The stock market had a good week, with the S&P 500 (SNPINDEX:^GSPC) rising 0.7% on the heels of continued optimism about the U.S. economy and overall positive earnings results from many of the most influential companies in the market. Yet more surprising than the S&P's continued moves to new all-time record highs was the fact that bonds bounced convincingly after huge declines over the past couple of months. Unfortunately, anyone who gets into bonds now for anything but a short-term bounce is running the risk of much worse losses down the road.
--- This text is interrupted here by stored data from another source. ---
//! Implementation of the solver for the standard problem format.

#![allow(non_snake_case)]

mod equilibration;
mod infeasibility;
mod info_print;
mod kktsystem;
mod problemdata;
mod residuals;
mod settings;
mod solution;
mod solver;
mod variables;

// export flattened
pub use equilibration::*;
pub(crate) use infeasibility::*;
pub(crate) use info_print::*;
pub use kktsystem::*;
pub use problemdata::*;
pub use residuals::*;
pub use settings::*;
pub use solution::*;
pub use solver::*;
pub use variables::*;
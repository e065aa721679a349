#![allow(non_snake_case)]

use splitcone::{algebra::*, solver::*};

#[test]
fn test_lp_feasible() {
    // minimize x1 + x2  subject to  x ≥ 1 componentwise
    let P = CscMatrix::zeros((2, 2));
    let q: Vec<f64> = vec![1., 1.];
    let A = CscMatrix::from(&[
        [-1., 0.], //
        [0., -1.], //
    ]);
    let b = vec![-1., -1.];
    let cones = vec![NonnegativeConeT(2)];

    let settings = DefaultSettings::default();
    let mut solver = DefaultSolver::new(&P, &q, &A, &b, &cones, settings).unwrap();

    solver.solve();

    assert_eq!(solver.solution.status, SolverStatus::Solved);
    assert!(solver.solution.x.norm_inf_diff(&[1., 1.]) <= 1e-3);
    assert!((solver.solution.obj_val - 2.0).abs() <= 1e-3);
}

#[test]
fn test_lp_primal_infeasible() {
    // feasibility problem with x ≥ 1 and x ≤ 0: primal infeasible
    //   row 1:  x + s1 = -1, s1 ≥ 0   (x ≤ -1)
    //   row 2: -x + s2 =  0, s2 ≥ 0   (x ≥ 0)
    let P = CscMatrix::zeros((1, 1));
    let q: Vec<f64> = vec![1.];
    let A = CscMatrix::from(&[
        [1.],  //
        [-1.], //
    ]);
    let b = vec![-1., 0.];
    let cones = vec![NonnegativeConeT(2)];

    let settings = DefaultSettings::default();
    let mut solver = DefaultSolver::new(&P, &q, &A, &b, &cones, settings).unwrap();

    solver.solve();

    assert_eq!(solver.solution.status, SolverStatus::Primal_infeasible);

    // the iterate is meaningless and flagged as such
    assert!(solver.solution.x.iter().all(|v| v.is_nan()));
    assert!(solver.solution.obj_val.is_infinite());
}

#[test]
fn test_lp_dual_infeasible() {
    // minimize -x subject to x ≥ 0: unbounded below
    let P = CscMatrix::zeros((1, 1));
    let q = vec![-1.];
    let A = CscMatrix::from(&[
        [-1.], //
    ]);
    let b = vec![0.];
    let cones = vec![NonnegativeConeT(1)];

    let settings = DefaultSettings::default();
    let mut solver = DefaultSolver::new(&P, &q, &A, &b, &cones, settings).unwrap();

    solver.solve();

    assert_eq!(solver.solution.status, SolverStatus::Dual_infeasible);

    // x holds the unbounded direction certificate
    assert!(solver.solution.x[0] > 0.0);
    assert_eq!(solver.solution.obj_val, f64::NEG_INFINITY);
}
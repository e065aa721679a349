use super::{FloatT, ScalarMath};
use std::iter::zip;

/// Vector operations on slices of [`FloatT`](crate::algebra::FloatT)
pub trait VectorMath<T> {
    /// Copy values from `src` to `self`
    fn copy_from(&mut self, src: &Self) -> &mut Self;

    /// Apply an elementwise operation on a vector.
    fn scalarop(&mut self, op: impl Fn(T) -> T) -> &mut Self;

    /// Apply an elementwise operation to `v` and assign the results to `self`.
    fn scalarop_from(&mut self, op: impl Fn(T) -> T, v: &Self) -> &mut Self;

    /// set all elements to the same value
    fn set(&mut self, c: T) -> &mut Self;

    /// Elementwise scaling.
    fn scale(&mut self, c: T) -> &mut Self;

    /// Elementwise reciprocal.
    fn recip(&mut self) -> &mut Self;

    /// Elementwise inverse square root.
    fn rsqrt(&mut self) -> &mut Self;

    /// Elementwise negation.
    fn negate(&mut self) -> &mut Self;

    /// Elementwise scaling by another vector: `self[i] *= y[i]`
    fn hadamard(&mut self, y: &Self) -> &mut Self;

    /// Vector version of [clip](crate::algebra::ScalarMath::clip)
    fn clip(&mut self, min_thresh: T, max_thresh: T, min_new: T, max_new: T) -> &mut Self;

    /// Dot product
    fn dot(&self, y: &Self) -> T;

    /// 2-norm
    fn norm(&self) -> T;

    /// Infinity norm
    fn norm_inf(&self) -> T;

    /// Inf-norm of an elementwise scaling of `self` by `v`
    fn norm_inf_scaled(&self, v: &Self) -> T;

    /// Inf-norm of vector difference
    fn norm_inf_diff(&self, b: &Self) -> T;

    /// Minimum value in vector
    fn minimum(&self) -> T;

    /// Maximum value in vector
    fn maximum(&self) -> T;

    /// Mean value in vector
    fn mean(&self) -> T;

    /// Checks if all elements are finite
    fn is_finite(&self) -> bool;

    /// BLAS-like shift and scale in place.  Produces `self = a*x + b*self`
    fn axpby(&mut self, a: T, x: &Self, b: T) -> &mut Self;

    /// BLAS-like shift and scale, out of place.  Produces `self = a*x + b*y`
    fn waxpby(&mut self, a: T, x: &Self, b: T, y: &Self) -> &mut Self;
}

impl<T: FloatT> VectorMath<T> for [T] {
    fn copy_from(&mut self, src: &[T]) -> &mut Self {
        self.copy_from_slice(src);
        self
    }

    fn scalarop(&mut self, op: impl Fn(T) -> T) -> &mut Self {
        for x in &mut *self {
            *x = op(*x);
        }
        self
    }

    fn scalarop_from(&mut self, op: impl Fn(T) -> T, v: &[T]) -> &mut Self {
        for (x, v) in zip(&mut *self, v) {
            *x = op(*v);
        }
        self
    }

    fn set(&mut self, c: T) -> &mut Self {
        self.scalarop(|_x| c)
    }

    fn scale(&mut self, c: T) -> &mut Self {
        self.scalarop(|x| x * c)
    }

    fn recip(&mut self) -> &mut Self {
        self.scalarop(T::recip)
    }

    fn rsqrt(&mut self) -> &mut Self {
        self.scalarop(|x| T::recip(T::sqrt(x)))
    }

    fn negate(&mut self) -> &mut Self {
        self.scalarop(|x| -x)
    }

    fn hadamard(&mut self, y: &[T]) -> &mut Self {
        zip(&mut *self, y).for_each(|(x, y)| *x *= *y);
        self
    }

    fn clip(&mut self, min_thresh: T, max_thresh: T, min_new: T, max_new: T) -> &mut Self {
        self.scalarop(|x| x.clip(min_thresh, max_thresh, min_new, max_new))
    }

    fn dot(&self, y: &[T]) -> T {
        zip(self, y).fold(T::zero(), |acc, (&x, &y)| acc + x * y)
    }

    fn norm(&self) -> T {
        T::sqrt(self.dot(self))
    }

    fn norm_inf(&self) -> T {
        let mut out = T::zero();
        for v in self.iter().map(|v| v.abs()) {
            if v.is_nan() {
                return T::nan();
            }
            out = if v > out { v } else { out };
        }
        out
    }

    fn norm_inf_scaled(&self, v: &Self) -> T {
        assert_eq!(self.len(), v.len());
        zip(self, v).fold(T::zero(), |acc, (&x, &y)| T::max(acc, T::abs(x * y)))
    }

    fn norm_inf_diff(&self, b: &[T]) -> T {
        zip(self, b).fold(T::zero(), |acc, (x, y)| T::max(acc, T::abs(*x - *y)))
    }

    fn minimum(&self) -> T {
        self.iter().fold(T::infinity(), |r, &s| T::min(r, s))
    }

    fn maximum(&self) -> T {
        self.iter().fold(-T::infinity(), |r, &s| T::max(r, s))
    }

    fn mean(&self) -> T {
        if self.is_empty() {
            T::zero()
        } else {
            let num = self.iter().fold(T::zero(), |acc, &x| acc + x);
            num / T::from_usize(self.len()).unwrap()
        }
    }

    fn is_finite(&self) -> bool {
        self.iter().all(|&x| T::is_finite(x))
    }

    fn axpby(&mut self, a: T, x: &[T], b: T) -> &mut Self {
        assert_eq!(self.len(), x.len());
        zip(&mut *self, x).for_each(|(y, x)| *y = a * (*x) + b * (*y));
        self
    }

    fn waxpby(&mut self, a: T, x: &[T], b: T, y: &[T]) -> &mut Self {
        assert_eq!(self.len(), x.len());
        assert_eq!(self.len(), y.len());
        for (w, (x, y)) in zip(&mut *self, zip(x, y)) {
            *w = a * (*x) + b * (*y);
        }
        self
    }
}

#[test]
fn test_dot_and_norms() {
    let x = vec![1., 2., 3., 4.];
    let y = vec![4., 5., 6., 7.];
    assert_eq!(x.dot(&y), 60.);
    assert_eq!(x.norm_inf(), 4.);
    assert_eq!(x.norm_inf_diff(&y), 3.);
    assert_eq!(x.mean(), 2.5);
}

#[test]
fn test_axpby() {
    let mut y = vec![1., 1., 1.];
    let x = vec![1., 2., 3.];
    y.axpby(2., &x, -1.);
    assert_eq!(y, vec![1., 3., 5.]);

    let mut w = vec![0.; 3];
    w.waxpby(1., &x, 2., &[1., 1., 1.]);
    assert_eq!(w, vec![3., 4., 5.]);
}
The reasons behind the gains
After such a huge move down, bond prices were bound to react favorably at some point, and this tuned out to be the week when bonds made their move. Treasuries performed quite well, with the iShares Barclays 20+ Year Treasury ETF (NASDAQ:TLT) picking up 1.4% on the week. Shorter-term bonds posted less impressive gains, but several subsectors of the bond market also did well. In the high-yield corporate market, the SPDR Barclays High Yield Bond ETF (NYSEMKT:JNK) managed to match the Treasury ETF's move, while in the international arena, emerging-market bonds jumped even more strongly, as iShares JPMorgan USD Emerging Markets Bond (NYSEMKT: EMB) climbed 3.3% as investors got more comfortable with the prospects for economic growth in the developing world.

Yet behind all these gains, you'll still find the same fundamental arguments against bonds. With the Federal Reserve clearly signaling an exit from its bond purchases, the bond market will see more than $1 trillion per year in bond purchasing slowly disappear in the next year or two, and the removal of that demand should lead to higher interest rates. Even though the damage in the bond market has already been severe, 10-year rates at 2.5% are still well below their ordinary levels, and a rise back to the 3% to 5% range that prevailed throughout much of the bull market in stocks from 2003 to early 2008 would produce substantial capital losses.
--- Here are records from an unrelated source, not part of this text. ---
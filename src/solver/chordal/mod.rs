// Chordal decomposition of PSD constraints: sparsity analysis,
// supernodal elimination trees, clique merging and the PSD
// completion of decomposed duals.
#![allow(clippy::needless_range_loop)]

pub(crate) type VertexSet = indexmap::IndexSet<usize>;

mod chordal_info;
mod decomp;
mod merge;
mod sparsity_pattern;
mod supernode_tree;

pub(crate) use chordal_info::*;
pub(crate) use merge::*;
pub(crate) use sparsity_pattern::*;
pub(crate) use supernode_tree::*;
#![allow(non_snake_case)]
use crate::algebra::*;
use crate::solver::chordal::*;
use crate::solver::implementations::default::DefaultSettings;

// ---------------------------
// Clique and sparsity data for a single decomposed PSD constraint
// ---------------------------

#[derive(Debug)]
pub(crate) struct SparsityPattern {
    pub(crate) sntree: SuperNodeTree,
    // maps vertices of the (permuted) tree back to rows of the
    // original constraint data
    pub(crate) ordering: Vec<usize>,
    // original index of the cone being decomposed
    pub(crate) orig_index: usize,
}

impl SparsityPattern {
    pub(crate) fn new<T: FloatT>(
        L: CscMatrix<f64>,
        mut ordering: Vec<usize>,
        orig_index: usize,
        settings: &DefaultSettings<T>,
    ) -> Self {
        let mut sntree = SuperNodeTree::new(&L);

        // a single clique leaves nothing to merge
        if sntree.n_cliques > 1 {
            let mut strategy = merge_strategy(settings);
            strategy.merge_cliques(&mut sntree);
        }

        // consecutive vertex numbering within the supernodes gives the
        // clique blocks equal column structure for the psd completion
        sntree.reorder_snd_consecutively(&mut ordering);
        sntree.calculate_block_dimensions();

        Self {
            sntree,
            ordering,
            orig_index,
        }
    }
}

// strategy selection.  Unknown names were already rejected when the
// settings were validated at setup.
fn merge_strategy<T: FloatT>(settings: &DefaultSettings<T>) -> Box<dyn MergeStrategy> {
    match settings.merge_method.as_str() {
        "clique_graph" => Box::new(CliqueGraphMergeStrategy::new()),
        "parent_child" => Box::new(ParentChildMergeStrategy::new(
            settings.merge_t_fill,
            settings.merge_t_size,
        )),
        "none" => Box::new(NoMergeStrategy::new()),
        other => unreachable!("merge method {:?} escaped settings validation", other),
    }
}
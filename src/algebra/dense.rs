#![allow(non_snake_case)]

use super::*;

/// Dense column-major matrix of [`FloatT`](crate::algebra::FloatT)
///
/// Used internally by the semidefinite cone projections and by the PSD
/// completion of decomposed duals.  Not part of the user facing API.

#[derive(Debug, Clone, PartialEq)]
pub struct Matrix<T = f64> {
    /// number of rows
    pub m: usize,
    /// number of columns
    pub n: usize,
    /// column-major data, length `m * n`
    pub data: Vec<T>,
}

impl<T> Matrix<T>
where
    T: FloatT,
{
    pub fn zeros(size: (usize, usize)) -> Self {
        let (m, n) = size;
        Self {
            m,
            n,
            data: vec![T::zero(); m * n],
        }
    }

    pub fn nrows(&self) -> usize {
        self.m
    }
    pub fn ncols(&self) -> usize {
        self.n
    }
    pub fn size(&self) -> (usize, usize) {
        (self.m, self.n)
    }
    pub fn is_square(&self) -> bool {
        self.m == self.n
    }

    pub fn data(&self) -> &[T] {
        &self.data
    }
    pub fn data_mut(&mut self) -> &mut [T] {
        &mut self.data
    }

    /// resize in place, zeroing all contents
    pub fn resize(&mut self, size: (usize, usize)) {
        let (m, n) = size;
        self.m = m;
        self.n = n;
        self.data.clear();
        self.data.resize(m * n, T::zero());
    }

    /// general matrix multiply `self = a*op(A)*op(B) + b*self`
    pub fn gemm(
        &mut self,
        ta: MatrixShape,
        tb: MatrixShape,
        A: &Matrix<T>,
        B: &Matrix<T>,
        a: T,
        b: T,
    ) {
        let (am, ak) = match ta {
            MatrixShape::N => (A.m, A.n),
            MatrixShape::T => (A.n, A.m),
        };
        let (bk, bn) = match tb {
            MatrixShape::N => (B.m, B.n),
            MatrixShape::T => (B.n, B.m),
        };
        assert!(ak == bk && self.m == am && self.n == bn);

        // (m,n,k) of zero dimension implies nothing to do, and
        // the degenerate lda/ldb values would upset BLAS
        if am == 0 || bn == 0 {
            return;
        }
        if ak == 0 {
            self.data.scale(b);
            return;
        }

        let transa = match ta {
            MatrixShape::N => b'N',
            MatrixShape::T => b'T',
        };
        let transb = match tb {
            MatrixShape::N => b'N',
            MatrixShape::T => b'T',
        };

        T::xgemm(
            transa,
            transb,
            am as i32,
            bn as i32,
            ak as i32,
            a,
            &A.data,
            A.m.max(1) as i32,
            &B.data,
            B.m.max(1) as i32,
            b,
            &mut self.data,
            am.max(1) as i32,
        );
    }

    /// `self = src[ri, ci]`, resizing as required
    pub fn subsref(&mut self, src: &Matrix<T>, ri: &[usize], ci: &[usize]) {
        self.resize((ri.len(), ci.len()));
        for (j, &cj) in ci.iter().enumerate() {
            for (i, &rj) in ri.iter().enumerate() {
                self[(i, j)] = src[(rj, cj)];
            }
        }
    }

    /// `self[ri, ci] = src`
    pub fn subsasgn(&mut self, ri: &[usize], ci: &[usize], src: &Matrix<T>) {
        assert!(src.m == ri.len() && src.n == ci.len());
        for (j, &cj) in ci.iter().enumerate() {
            for (i, &rj) in ri.iter().enumerate() {
                self[(rj, cj)] = src[(i, j)];
            }
        }
    }

    /// `self[ri, ci] = src'`
    pub fn subsasgn_t(&mut self, ri: &[usize], ci: &[usize], src: &Matrix<T>) {
        assert!(src.n == ri.len() && src.m == ci.len());
        for (j, &cj) in ci.iter().enumerate() {
            for (i, &rj) in ri.iter().enumerate() {
                self[(rj, cj)] = src[(j, i)];
            }
        }
    }

    /// symmetrize in place: `self = (self + self')/2`
    pub fn symmetric_part(&mut self) {
        assert!(self.is_square());
        let half = T::from_f64(0.5).unwrap();
        for c in 0..self.n {
            for r in 0..c {
                let v = half * (self[(r, c)] + self[(c, r)]);
                self[(r, c)] = v;
                self[(c, r)] = v;
            }
        }
    }
}

impl<T> std::ops::Index<(usize, usize)> for Matrix<T> {
    type Output = T;
    #[inline]
    fn index(&self, idx: (usize, usize)) -> &T {
        &self.data[idx.0 + self.m * idx.1]
    }
}

impl<T> std::ops::IndexMut<(usize, usize)> for Matrix<T> {
    #[inline]
    fn index_mut(&mut self, idx: (usize, usize)) -> &mut T {
        &mut self.data[idx.0 + self.m * idx.1]
    }
}

impl<T, const R: usize, const C: usize> From<&[[T; C]; R]> for Matrix<T>
where
    T: FloatT,
{
    fn from(rows: &[[T; C]; R]) -> Self {
        let mut M = Matrix::zeros((R, C));
        for (r, rowdata) in rows.iter().enumerate() {
            for (c, &v) in rowdata.iter().enumerate() {
                M[(r, c)] = v;
            }
        }
        M
    }
}

// ---------------------------------------------
// packed triangle (svec) conversions.
// off diagonals carry a factor of √2 so that
// inner products of svec pairs agree with the
// trace inner product of the matrices
// ---------------------------------------------

pub(crate) fn svec_to_mat<T: FloatT>(M: &mut Matrix<T>, x: &[T]) {
    let rt2inv = T::recip(T::SQRT_2());
    let mut idx = 0;
    for col in 0..M.n {
        for row in 0..=col {
            if row == col {
                M[(row, col)] = x[idx];
            } else {
                M[(row, col)] = x[idx] * rt2inv;
                M[(col, row)] = x[idx] * rt2inv;
            }
            idx += 1;
        }
    }
}

pub(crate) fn mat_to_svec<T: FloatT>(x: &mut [T], M: &Matrix<T>) {
    let rt2 = T::SQRT_2();
    let mut idx = 0;
    for col in 0..M.n {
        for row in 0..=col {
            x[idx] = {
                if row == col {
                    M[(row, col)]
                } else {
                    M[(row, col)] * rt2
                }
            };
            idx += 1;
        }
    }
}

// ---------------------------------------------
// symmetric eigendecomposition engine (?syevr)
// ---------------------------------------------

pub(crate) struct EigEngine<T> {
    /// Computed eigenvalues in ascending order
    pub λ: Vec<T>,

    /// Computed eigenvectors (optional)
    pub V: Option<Matrix<T>>,

    // BLAS workspace (allocated vecs only)
    isuppz: Vec<i32>,
    work: Vec<T>,
    iwork: Vec<i32>,
}

impl<T> EigEngine<T>
where
    T: FloatT,
{
    pub fn new(n: usize) -> Self {
        Self {
            λ: vec![T::zero(); n],
            V: None,
            isuppz: vec![0; 2 * n.max(1)],
            work: vec![T::one()],
            iwork: vec![1],
        }
    }

    /// eigenvalues and vectors of A.  A is corrupted by the factorization.
    pub fn eigen(&mut self, A: &mut Matrix<T>) -> Result<(), DenseFactorizationError> {
        self.syevr(A, b'V')
    }

    /// eigenvalues only
    #[allow(dead_code)]
    pub fn eigvals(&mut self, A: &mut Matrix<T>) -> Result<(), DenseFactorizationError> {
        self.syevr(A, b'N')
    }

    fn syevr(&mut self, A: &mut Matrix<T>, jobz: u8) -> Result<(), DenseFactorizationError> {
        if !A.is_square() || A.nrows() != self.λ.len() {
            return Err(DenseFactorizationError::IncompatibleDimension);
        }
        let An = A.nrows();
        if An == 0 {
            return Ok(());
        }

        // allocate for eigenvectors on first request
        if jobz == b'V' && self.V.is_none() {
            self.V = Some(Matrix::<T>::zeros((An, An)));
        }

        // target for computed eigenvectors (if any)
        let mut Vfake = [T::zero()];
        let Vdata = match self.V.as_mut() {
            Some(V) => V.data_mut(),
            None => &mut Vfake,
        };

        // standard ?syevr arguments for computing a full set of eigenvalues
        let range = b'A'; // compute all eigenvalues
        let uplo = MatrixTriangle::Triu.as_blas_char();
        let n = An.try_into().unwrap();
        let a = A.data_mut();
        let lda = n;
        let vl = T::zero(); // eig value lb (unused)
        let vu = T::zero(); // eig value ub (unused)
        let il = 0_i32; // eig interval lb (unused)
        let iu = 0_i32; // eig interval ub (unused)
        let abstol = -T::one(); // forces default tolerance
        let m = &mut 0_i32; // returns # of computed eigenvalues
        let w = &mut self.λ;
        let z = Vdata;
        let ldz = n;
        let isuppz = &mut self.isuppz;
        let work = &mut self.work;
        let mut lwork = -1_i32; // -1 => request required work size
        let iwork = &mut self.iwork;
        let mut liwork = -1_i32; // -1 => request required work size
        let info = &mut 0_i32;

        for i in 0..2 {
            T::xsyevr(
                jobz, range, uplo, n, a, lda, vl, vu, il, iu, abstol, m, w, z, ldz, isuppz, work,
                lwork, iwork, liwork, info,
            );
            if *info != 0 {
                return Err(DenseFactorizationError::Eigen(*info));
            }
            // resize work vectors and reset lengths
            if i == 0 {
                lwork = work[0].to_i32().unwrap();
                liwork = iwork[0];
                work.resize(lwork as usize, T::zero());
                iwork.resize(liwork as usize, 0);
            }
        }
        Ok(())
    }
}

// ---------------------------------------------
// Cholesky engine (?potrf / ?potrs)
// ---------------------------------------------

pub(crate) struct CholeskyEngine<T> {
    // factored matrix, upper triangle meaningful after factor()
    AF: Matrix<T>,
}

impl<T> CholeskyEngine<T>
where
    T: FloatT,
{
    pub fn new(n: usize) -> Self {
        Self {
            AF: Matrix::zeros((n, n)),
        }
    }

    /// factor A, which must be symmetric positive definite.
    /// A itself is left untouched.
    pub fn factor(&mut self, A: &Matrix<T>) -> Result<(), DenseFactorizationError> {
        if A.size() != self.AF.size() {
            return Err(DenseFactorizationError::IncompatibleDimension);
        }
        let An = A.nrows();
        if An == 0 {
            return Ok(());
        }

        self.AF.data_mut().copy_from(A.data());

        let uplo = MatrixTriangle::Triu.as_blas_char();
        let n = An.try_into().unwrap();
        let a = self.AF.data_mut();
        let lda = n;
        let info = &mut 0_i32;

        T::xpotrf(uplo, n, a, lda, info);

        if *info != 0 {
            return Err(DenseFactorizationError::Cholesky(*info));
        }
        Ok(())
    }

    /// solve A X = B in place using the factors from `factor`
    pub fn solve(&mut self, B: &mut Matrix<T>) {
        assert_eq!(B.nrows(), self.AF.nrows());
        let An = self.AF.nrows();
        if An == 0 || B.ncols() == 0 {
            return;
        }

        let uplo = MatrixTriangle::Triu.as_blas_char();
        let n = An.try_into().unwrap();
        let nrhs = B.ncols().try_into().unwrap();
        let info = &mut 0_i32;

        T::xpotrs(uplo, n, nrhs, self.AF.data(), n, B.data_mut(), n, info);
        assert_eq!(*info, 0);
    }
}

// -------------
// testing

#[test]
fn test_gemm() {
    let A = Matrix::from(&[
        [1., 2.], //
        [3., 4.], //
    ]);
    let B = Matrix::from(&[
        [1., 0.], //
        [0., 2.], //
    ]);
    let mut C = Matrix::<f64>::zeros((2, 2));
    C.gemm(MatrixShape::N, MatrixShape::N, &A, &B, 1., 0.);
    assert_eq!(C, Matrix::from(&[[1., 4.], [3., 8.]]));

    C.gemm(MatrixShape::T, MatrixShape::N, &A, &B, 1., 0.);
    assert_eq!(C, Matrix::from(&[[1., 6.], [2., 8.]]));
}

#[test]
fn test_eigen() {
    let mut S = Matrix::from(&[
        [3., 2., 4.], //
        [2., 0., 2.], //
        [4., 2., 3.], //
    ]);
    let Scopy = S.clone(); // S is corrupted by factorization

    let mut eng = EigEngine::<f64>::new(3);
    assert!(eng.eigen(&mut S).is_ok());
    let sol = [-1.0, -1.0, 8.];
    assert!(eng.λ.norm_inf_diff(&sol) < 1e-8);

    // reassemble V*diag(λ)*V' and compare
    let V = eng.V.as_ref().unwrap();
    let mut Vs = V.clone();
    for c in 0..3 {
        for r in 0..3 {
            Vs[(r, c)] *= eng.λ[c];
        }
    }
    let mut M = Matrix::<f64>::zeros((3, 3));
    M.gemm(MatrixShape::N, MatrixShape::T, &Vs, V, 1., 0.);
    assert!(M.data().norm_inf_diff(Scopy.data()) < 1e-8);
}

#[test]
fn test_cholesky() {
    #[rustfmt::skip]
    let S = Matrix::from(
        &[[ 8., -2., 4.],
          [-2., 12., 2.],
          [ 4.,  2., 6.]]);

    let mut eng = CholeskyEngine::<f64>::new(3);
    assert!(eng.factor(&S).is_ok());

    // solve against the RHS generated by x = (1, 2, 2)
    let mut B = Matrix::from(&[[12.], [26.], [20.]]);
    eng.solve(&mut B);
    let xsol = [1., 2., 2.];
    assert!(B.data().norm_inf_diff(&xsol) < 1e-10);
}

#[test]
fn test_svec_roundtrip() {
    let x = vec![1., 2., 3., 4., 5., 6.];
    let mut M = Matrix::<f64>::zeros((3, 3));
    svec_to_mat(&mut M, &x);

    // matrix is symmetric
    assert_eq!(M[(0, 1)], M[(1, 0)]);

    let mut y = vec![0.; 6];
    mat_to_svec(&mut y, &M);
    assert!(y.norm_inf_diff(&x) < 1e-14);
}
Lastly but perhaps most significantly, the bankruptcy of the city of Detroit could put further pressure on the entire bond market. Although the immediate damage will be limited to a select group of municipal bonds, what happens in Detroit's bankruptcy proceedings could determine how much bondholders can rely on getting repaid in the event of municipal default. Anything to undermine creditors' rights could have dramatic implications on the muni market, as we've seen in the declines in the iShares S&P National AMT-Free Muni Bond ETF (NYSEMKT:MUB), and that could spill over into the rest of the bond market as well.
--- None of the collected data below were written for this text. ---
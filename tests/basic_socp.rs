#![allow(non_snake_case)]

use splitcone::{algebra::*, solver::*};

#[test]
fn test_socp_feasible() {
    // variables z = (t, x1, x2)
    // minimize x'x  subject to  (t, x) ∈ SOC³ and t = 1
    let P = CscMatrix::from(&[
        [0., 0., 0.], //
        [0., 2., 0.], //
        [0., 0., 2.], //
    ]);
    let q: Vec<f64> = vec![0., 0., 0.];

    // row 1: t = 1 (zero cone); rows 2-4: s = z ∈ SOC³
    let A = CscMatrix::from(&[
        [1., 0., 0.],  //
        [-1., 0., 0.], //
        [0., -1., 0.], //
        [0., 0., -1.], //
    ]);
    let b = vec![1., 0., 0., 0.];

    let cones = vec![ZeroConeT(1), SecondOrderConeT(3)];

    let settings = DefaultSettings::default();
    let mut solver = DefaultSolver::new(&P, &q, &A, &b, &cones, settings).unwrap();

    solver.solve();

    assert_eq!(solver.solution.status, SolverStatus::Solved);
    assert!(solver.solution.x.norm_inf_diff(&[1., 0., 0.]) <= 1e-3);
    assert!(solver.solution.obj_val.abs() <= 1e-3);

    // the slack block of the second order cone is a cone member
    let s = &solver.solution.s[1..4];
    let t = s[0];
    let nx = (s[1] * s[1] + s[2] * s[2]).sqrt();
    assert!(t >= nx - 1e-6);
}

#[test]
fn test_socp_least_norm_with_offset() {
    // minimize t subject to (t, x - c) ∈ SOC³ with x free: optimum
    // at x = c, t = 0.  Variables z = (t, x1, x2)
    let P = CscMatrix::zeros((3, 3));
    let q: Vec<f64> = vec![1., 0., 0.];

    // s = (t, x - c) ∈ SOC³:  -z + s = (0, -c1, -c2)
    let A = CscMatrix::from(&[
        [-1., 0., 0.], //
        [0., -1., 0.], //
        [0., 0., -1.], //
    ]);
    let c = [0.3, -0.7];
    let b = vec![0., -c[0], -c[1]];

    let cones = vec![SecondOrderConeT(3)];

    let settings = DefaultSettingsBuilder::default()
        .eps_abs(1e-6)
        .eps_rel(1e-6)
        .max_iter(10000)
        .build()
        .unwrap();
    let mut solver = DefaultSolver::new(&P, &q, &A, &b, &cones, settings).unwrap();

    solver.solve();

    assert_eq!(solver.solution.status, SolverStatus::Solved);
    assert!((solver.solution.x[1] - c[0]).abs() <= 1e-3);
    assert!((solver.solution.x[2] - c[1]).abs() <= 1e-3);
    assert!(solver.solution.x[0].abs() <= 1e-3);
}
Beware the future of bonds
It's entirely possible that in the short run, we'll get a respite from the declines we've seen in the bond market recently. But longer-term, as long as the economy continues to improve, it's hard to see most bonds producing the returns that investors would want to see. Investors need to be cautious before taking this week's gains as a sign that the carnage in the bond market is over for good.